ISeeChange: An Interview with Julia Kumari Drapkin
Julia Kumari Drapkin is the founder and CEO of ISeeChange; a digital application for climate adaptation. ISeeChange allows users to upload photos and data related to natural disasters and extreme weather in their community. ISeeChange is an award-winning platform, and was recently recognized by MIT Solve; winning the "AI for the Betterment of Humanity" prize and the “Coastal Communities” challenge.
Mikaela: What was the inspiration for ISeeChange?
Julia: When I was living in DC in 2011 as a climate science reporter, I was in conversations with the science advisors to the president. I’d say things like, “C’mon, we need to start talking about adaptation”. And the scientists would say: “Well we can’t tell congress how much climate change costs their districts”. That’s where I had this moment where I realized that they had the same problem I did as a journalist. Scaling down from global space and geological time to any individual experience is very difficult in terms of climate modeling. And if you can’t say to someone, this is how climate change looks in your backyard, you really aren’t able to have real conversations. I can’t report that story, and that congressman/woman can’t analyze climate change impacting daily life in their district. And so what I thought about was the idea of re-engineering communication around climate change.
Mikaela: How and where did ISeeChange get started?
Julia: I got a public media grant to start ISeeChange in rural Colorado. Rural Coloradans keep track of change and are impacted by it because every season matters. They pay attention. It impacts everything that they do on their farms and ranches. This is a tradition that goes back to pioneer days– writing down little stories about the weather, with a little bit of data, to learn the land. I would ask them, “how do you make decisions in a year like this?” And they would show me their notebooks. These were journals with calendars with notes in the margins. There was a batch of journals from the Dust Bowl that read like tweets from 1933. I realized that this is an adaptation tool. When it comes to 21st-century climate change, we don’t know everything. We need to write it all down in ways that are meaningful to people in real life.
Mikaela: How does social media play into the interface of ISeeChange?
Julia: ISeeChange is geographically focused. With the application, you can ask to see the posts by the people around you, or you can access the global feed. We stick to weather and climate data, and people are posting updates on the changes and impacts in their area. We started getting posts from all around the world, and we can connect immediately to the changes happening. I log in and I’m surprised every day. It’s a great feeling to see and connect with people globally in an instant.

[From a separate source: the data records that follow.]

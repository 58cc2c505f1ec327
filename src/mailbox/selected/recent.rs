//-
// Copyright (c) 2020, Jason Lingle
//
// This file is part of Dovetail.
//
// Dovetail is free software: you can redistribute it and/or modify it under
// the terms of the GNU General Public License as published by the Free
// Software Foundation, either version 3 of the License, or (at your option)
// any later version.
//
// Dovetail is distributed in the hope that it will be useful, but WITHOUT ANY
// WARRANTY; without even the implied warranty of MERCHANTABILITY or FITNESS
// FOR A PARTICULAR PURPOSE. See the GNU General Public License for more
// details.
//
// You should have received a copy of the GNU General Public License along
// with Dovetail. If not, see <http://www.gnu.org/licenses/>.

use super::defs::*;
use crate::mailbox::model::Uid;

impl SelectedMailbox {
    /// Mark `uid` as `\Recent` in this view.
    ///
    /// Returns whether it was newly added.
    pub fn add_recent(&self, uid: Uid) -> bool {
        self.lock().recent_uids.insert(uid)
    }

    /// Remove `uid` from this view's `\Recent` set.
    ///
    /// Returns whether it was present; if it was, the removal is also
    /// recorded for [`is_recent_uid_removed`](Self::is_recent_uid_removed).
    pub fn remove_recent(&self, uid: Uid) -> bool {
        let mut state = self.lock();
        let removed = state.recent_uids.remove(&uid);
        if removed {
            state.recent_uid_removed = true;
        }
        removed
    }

    /// Return whether `uid` is currently `\Recent` in this view.
    pub fn is_recent(&self, uid: Uid) -> bool {
        let mut state = self.lock();
        purge_expunged_recents(&mut state);
        state.recent_uids.contains(&uid)
    }

    /// Return the current `\Recent` set, ascending.
    pub fn recent(&self) -> Vec<Uid> {
        let mut state = self.lock();
        purge_expunged_recents(&mut state);
        state.recent_uids.iter().copied().collect()
    }

    /// Return the size of the current `\Recent` set, i.e. the `RECENT`
    /// value.
    pub fn recent_count(&self) -> usize {
        let mut state = self.lock();
        purge_expunged_recents(&mut state);
        state.recent_uids.len()
    }

    /// Whether any UID has left the `\Recent` set since the last
    /// [`reset_recent_uid_removed`](Self::reset_recent_uid_removed).
    pub fn is_recent_uid_removed(&self) -> bool {
        self.lock().recent_uid_removed
    }

    pub fn reset_recent_uid_removed(&self) {
        self.lock().recent_uid_removed = false;
    }
}

/// Drop recent UIDs that have since been expunged.
///
/// This is deferred to the read accessors rather than done during event
/// delivery so that it keeps working however deliveries and reads
/// interleave; the expunged set it consults survives until the protocol
/// layer explicitly resets it after draining the expungements.
fn purge_expunged_recents(state: &mut State) {
    let State {
        ref analyser,
        ref mut recent_uids,
        ref mut recent_uid_removed,
        ..
    } = *state;

    if recent_uids.is_empty() {
        return;
    }

    for uid in analyser.expunged_uids() {
        if recent_uids.remove(&uid) {
            *recent_uid_removed = true;
        }
    }
}

#[cfg(test)]
mod test {
    use super::super::test_prelude::*;

    #[test]
    fn recent_set_basic_bookkeeping() {
        let setup = set_up();
        let view = select_view(&setup, SessionId(1), &[1, 2, 3]);

        assert!(view.add_recent(Uid::u(2)));
        assert!(!view.add_recent(Uid::u(2)));
        assert!(view.add_recent(Uid::u(3)));

        assert!(view.is_recent(Uid::u(2)));
        assert!(!view.is_recent(Uid::u(1)));
        assert_eq!(vec![Uid::u(2), Uid::u(3)], view.recent());
        assert_eq!(2, view.recent_count());

        assert!(!view.is_recent_uid_removed());
        assert!(view.remove_recent(Uid::u(2)));
        assert!(!view.remove_recent(Uid::u(2)));
        assert!(view.is_recent_uid_removed());
        assert_eq!(1, view.recent_count());

        view.reset_recent_uid_removed();
        assert!(!view.is_recent_uid_removed());
    }

    #[test]
    fn expunged_recents_are_lazily_purged() {
        let setup = set_up();
        let view = select_view(&setup, SessionId(1), &[1, 2, 3]);
        view.add_recent(Uid::u(2));

        publish_expunged(&setup, SessionId(2), &[2]);

        // The expunge event alone didn't touch the set; the next read does
        assert_eq!(vec![Uid::u(2)], {
            let state = view.lock();
            state.recent_uids.iter().copied().collect::<Vec<_>>()
        });
        assert_eq!(0, view.recent_count());
        assert!(!view.is_recent(Uid::u(2)));
        assert!(view.is_recent_uid_removed());
    }

    #[test]
    fn purge_happens_even_after_events_reset() {
        let setup = set_up();
        let view = select_view(&setup, SessionId(1), &[1, 2]);
        view.add_recent(Uid::u(1));

        publish_expunged(&setup, SessionId(2), &[1]);

        // The general reset does not clear the expunged set, so the lazy
        // purge still sees the expungement afterwards
        view.reset_events();
        assert_eq!(0, view.recent_count());
        assert!(view.is_recent_uid_removed());
    }
}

Mikaela: What impacts have you noticed from ISeeChange?
Julia: We really want to influence adaptation.We can do so much more, when we help communities focus on the questions and topics that they care about. So we launched what we call “local investigations”. The first was with urban heat, and syncing community stories about coping with the heat alongside sensors in unairconditioned apartments. We started another one in New Orleans around flooding. It allows people to sync stories and photos about flooding alongside rain gauges to measure storms and do hyperlocal modeling. We don’t actually know how any individual community is going to be changing, as extreme weather becomes more and more common.
Now we’re using ISeeChange data to help with green infrastructure design and adaptation. Working with residents on identifying not only what the weather data is, but what the impacts it has on you and your daily life, it starts with the residents doing detailed story and data collection. Then we can actually start to fill in the missing pieces when it comes to modeling and adaptation efforts at scale.
Mikaela: What features are you looking to add to ISeeChange?
Julia: We’re going to be launching new navigation and mapping features, but making sure we protect people’s privacy. We’ll be developing new features powered with computer vision, to help our users see change over time. We’re launching new investigations in other cities for flooding this year, which we are rolling out one-by-one as partners come forward.
Mikaela: What advice would you give people looking to act on climate?
Julia: Pay attention to how changes in weather are impacting your daily life and the things around you. When we pay attention and notice things, we can be more informed when we act. We can start to figure out ways in daily life in which we can start to improve things, that might lead to a better world. Secondly, we need to start making people feel heard. It’s only by having these conversations with our leaders, as well as the people who don’t agree with us, that we’re going to start seeing the changes that we’re going to need to be making.
Many of the people who helped us start ISeeChange, in rural Colorado, don’t even believe in climate change. Yet they gave us so much knowledge about how to have a conversation about climate- it starts with what’s familiar, our homes, our backyards, our gardens. With tangible community context, you can show people, not tell them about climate change in real life.
And it’s really a big conversation, and we learn so much by talking to people we normally don’t talk to. The weather and the climate impact everyone and everything; rural, urban, republican, democrat. Pay attention, talk to your leaders, and talk to the people who don’t agree with you. Start with the weather - it’s not small talk anymore.